= WHAT IS BEING ASKED =
Please copy out every line in the records below that includes the word "PostDetail".

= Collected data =
────────

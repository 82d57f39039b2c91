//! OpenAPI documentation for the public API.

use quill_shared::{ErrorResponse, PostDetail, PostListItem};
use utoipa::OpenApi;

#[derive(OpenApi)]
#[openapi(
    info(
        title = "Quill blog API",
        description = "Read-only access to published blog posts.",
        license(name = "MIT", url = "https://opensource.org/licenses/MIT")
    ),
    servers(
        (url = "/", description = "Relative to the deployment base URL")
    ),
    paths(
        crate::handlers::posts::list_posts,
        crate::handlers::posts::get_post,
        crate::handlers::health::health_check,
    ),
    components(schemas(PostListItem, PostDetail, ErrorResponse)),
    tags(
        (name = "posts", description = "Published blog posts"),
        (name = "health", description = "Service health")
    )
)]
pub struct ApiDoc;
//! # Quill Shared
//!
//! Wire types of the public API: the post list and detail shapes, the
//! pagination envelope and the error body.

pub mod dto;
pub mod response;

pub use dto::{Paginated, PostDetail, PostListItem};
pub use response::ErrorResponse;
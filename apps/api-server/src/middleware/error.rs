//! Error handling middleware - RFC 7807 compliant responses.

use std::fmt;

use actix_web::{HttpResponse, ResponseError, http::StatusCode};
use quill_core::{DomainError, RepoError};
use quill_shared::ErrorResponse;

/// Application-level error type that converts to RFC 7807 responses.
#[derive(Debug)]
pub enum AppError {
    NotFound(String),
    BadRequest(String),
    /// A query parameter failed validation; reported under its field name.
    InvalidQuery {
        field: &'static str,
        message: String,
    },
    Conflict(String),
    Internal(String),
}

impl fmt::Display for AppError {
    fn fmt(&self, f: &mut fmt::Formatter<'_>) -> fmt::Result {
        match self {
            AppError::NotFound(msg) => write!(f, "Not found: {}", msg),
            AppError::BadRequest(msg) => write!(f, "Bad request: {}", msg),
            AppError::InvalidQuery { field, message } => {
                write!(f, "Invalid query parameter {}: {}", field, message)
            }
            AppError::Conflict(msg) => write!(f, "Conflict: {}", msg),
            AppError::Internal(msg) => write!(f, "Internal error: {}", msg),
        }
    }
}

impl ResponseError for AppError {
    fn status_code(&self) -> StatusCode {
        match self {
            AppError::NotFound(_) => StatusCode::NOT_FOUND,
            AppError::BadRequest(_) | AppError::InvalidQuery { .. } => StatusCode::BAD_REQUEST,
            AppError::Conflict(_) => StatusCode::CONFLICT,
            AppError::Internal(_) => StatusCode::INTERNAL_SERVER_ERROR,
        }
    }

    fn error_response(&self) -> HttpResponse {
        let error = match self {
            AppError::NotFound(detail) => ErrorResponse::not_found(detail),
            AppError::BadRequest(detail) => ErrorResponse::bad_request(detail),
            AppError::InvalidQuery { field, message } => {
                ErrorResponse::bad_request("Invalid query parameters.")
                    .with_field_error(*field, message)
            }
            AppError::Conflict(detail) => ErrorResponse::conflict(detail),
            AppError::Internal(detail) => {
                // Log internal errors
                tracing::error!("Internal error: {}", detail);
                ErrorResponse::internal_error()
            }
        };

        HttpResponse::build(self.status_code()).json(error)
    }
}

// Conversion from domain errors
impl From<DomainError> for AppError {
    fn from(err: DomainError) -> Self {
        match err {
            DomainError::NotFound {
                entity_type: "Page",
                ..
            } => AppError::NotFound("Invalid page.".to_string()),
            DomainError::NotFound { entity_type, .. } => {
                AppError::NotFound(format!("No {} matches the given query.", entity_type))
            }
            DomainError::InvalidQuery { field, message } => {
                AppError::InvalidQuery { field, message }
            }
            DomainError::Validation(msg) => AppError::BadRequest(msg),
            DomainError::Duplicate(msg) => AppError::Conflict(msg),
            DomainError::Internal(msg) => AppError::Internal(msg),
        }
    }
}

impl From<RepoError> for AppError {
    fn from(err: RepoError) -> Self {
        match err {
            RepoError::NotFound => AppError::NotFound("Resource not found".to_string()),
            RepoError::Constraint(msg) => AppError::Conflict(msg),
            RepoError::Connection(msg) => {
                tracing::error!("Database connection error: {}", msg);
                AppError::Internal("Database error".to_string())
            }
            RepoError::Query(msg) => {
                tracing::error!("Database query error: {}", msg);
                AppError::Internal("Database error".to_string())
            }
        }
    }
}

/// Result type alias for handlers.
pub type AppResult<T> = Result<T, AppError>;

────────

= REPLY =
use quill_shared::{ErrorResponse, PostDetail, PostListItem};
    components(schemas(PostListItem, PostDetail, ErrorResponse)),
pub use dto::{Paginated, PostDetail, PostListItem};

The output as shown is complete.